How we poke fun at those shortcomings – then look at the equally full puff sleeves and ubiquitous wedge-shaped shoulder pads of the 1980s and realize it’s not so deeply confined to the annals of history.

So we can see today’s fashion taste – let’s call this clutch the “low hanger” – as simply the latest in a long line of luxurious hurdles. And it’s actually an idea that has veered off course many times – infuriatingly – over the past half-decade.

There’s often a teenage feel evoked by low hangers, youngsters in oversized clothes designed for them to grow in, sleeves falling over their hands like a toddler in an adult sweatshirt. It also ties into all that Hollywood woman-child stuff: tiny hands outlined by XXL Starbucks cups, sloppy diapers serving counterintuitively to emphasize rather than mask the slimness of the aerobic body that inhabits them.

Bottega Veneta has been cutting its skinny and long sweaters for a few seasons; Balenciaga coats and sweatshirts let their cuffs fold down. Often these ideas look great on paper – or look great in stills or on the catwalk. Step into real life and these seemingly stylish outfits quickly become a crop: I’ve attended dinner parties where the cuffs have trailed on plates, drenched in soup.

Those handcuffs belonged to others – I’m only reporting on that, observing, not approving. It’s actually anathema to my personal style, where I have a marked propensity to roll up my sleeves, ruining the line of many tailored jackets. I don’t wear jewelry or a watch, because I think it’s the same impulse – which, if I go all to Veblen, may be a reflection of a working-class upbringing, but may also be due to the fact that I have short arms.

Miuccia Prada – who was a communist in her youth in the 1970s (although she thinks everyone was one back then) – has a penchant for turning overcoat lapels upside down, which I subconsciously imitate (the fact that one of the most elegant people in the world does it too, it gives me a degree of validation, I admit). As opposed to the idleness of a low hanger, a rolled up sleeve gives a smashing boost to work, spreading your sleeves out and getting to work.

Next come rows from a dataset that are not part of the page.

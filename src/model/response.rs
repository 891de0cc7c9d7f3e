use std::sync::Arc;

use http::StatusCode;
use serde::Serialize;
use serde_json::Value;
use smallvec::SmallVec;

/// Maximum inline headers before heap allocation
pub const MAX_INLINE_HEADERS: usize = 8;

/// Ordered response headers.
///
/// Names use `Arc<str>` since most are `'static` strings repeated on every
/// response. Names are unique (compared case-insensitively); first insertion
/// fixes a header's position.
pub type HeaderVec = SmallVec<[(Arc<str>, String); MAX_INLINE_HEADERS]>;

/// Outbound response produced by a handler
///
/// `data == None` means an empty body. Any other value is encoded as JSON
/// when the response is emitted. [`Response::json`] maps a payload that
/// serializes to `null` (`None`, `()`) to `None`; an explicit
/// `Response::new(Value::Null)` still emits `null`.
#[derive(Debug, Clone, PartialEq)]
pub struct Response {
    /// Structured payload
    pub data: Option<Value>,
    /// HTTP status, `200 OK` unless set otherwise
    pub status: StatusCode,
    /// Response headers in emission order
    pub headers: HeaderVec,
}

impl Default for Response {
    fn default() -> Self {
        Self {
            data: None,
            status: StatusCode::OK,
            headers: HeaderVec::new(),
        }
    }
}

impl Response {
    /// `200 OK` carrying `data`
    #[must_use]
    pub fn new(data: impl Into<Value>) -> Self {
        Self {
            data: Some(data.into()),
            ..Self::default()
        }
    }

    /// `200 OK` with an empty body
    #[must_use]
    pub fn empty() -> Self {
        Self::default()
    }

    /// `200 OK` carrying any serializable payload. An absent payload gives
    /// an empty body.
    pub fn json<T: Serialize>(payload: &T) -> serde_json::Result<Self> {
        Ok(match serde_json::to_value(payload)? {
            Value::Null => Self::empty(),
            data => Self::new(data),
        })
    }

    /// The terminal response for a request no route accepts
    #[must_use]
    pub fn not_found() -> Self {
        Self::empty()
            .with_status(StatusCode::NOT_FOUND)
            .with_header("Content-Type", "text/plain")
    }

    #[must_use]
    pub fn with_status(mut self, status: StatusCode) -> Self {
        self.status = status;
        self
    }

    #[must_use]
    pub fn with_header(mut self, name: &str, value: impl Into<String>) -> Self {
        self.set_header(name, value);
        self
    }

    /// Add or update a header.
    ///
    /// An existing header with the same name (case-insensitive) keeps its
    /// position and gets the new value.
    pub fn set_header(&mut self, name: &str, value: impl Into<String>) {
        let value = value.into();
        match self
            .headers
            .iter_mut()
            .find(|(k, _)| k.eq_ignore_ascii_case(name))
        {
            Some((_, existing)) => *existing = value,
            None => self.headers.push((Arc::from(name), value)),
        }
    }

    /// Get a header by name (case-insensitive per RFC 7230)
    #[inline]
    #[must_use]
    pub fn get_header(&self, name: &str) -> Option<&str> {
        self.headers
            .iter()
            .find(|(k, _)| k.eq_ignore_ascii_case(name))
            .map(|(_, v)| v.as_str())
    }

    /// Headers as owned `(name, value)` pairs in emission order
    #[must_use]
    pub fn headers_list(&self) -> Vec<(String, String)> {
        self.headers
            .iter()
            .map(|(k, v)| (k.to_string(), v.clone()))
            .collect()
    }

    #[inline]
    #[must_use]
    pub fn has_body(&self) -> bool {
        self.data.is_some()
    }
}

Of course, in the age of Covid-19, a covered hand may mean more than a Veblenesque renunciation of productive work. Long sleeves no longer evoke inaction so much as protection, caution; there’s even a weird practicality to them. Low hangers give you something to wrap around your hand when you open a door, to cover your fingertip when pressing a button. They certainly seem less archaic and forced than a pair of gloves: the cotton ones spell Jackie O cosplay for women, caterer-waiter for men; latex have Julianne Moore level paranoia undertones in Safe. And with facial and voice recognition software increasingly making the touchpad obsolete, maybe we don’t need our fingers so much after all.

On the other hand – no pun intended – as we leave Covid, we’ll probably all want to cut our wrists, grab, cuddle and hug again. To return to Veblen: “The dominant fashion is felt to be beautiful. This is partly due to the relief it provides to be different from what came before it. Fortunately, it’s easy to shorten the sleeves.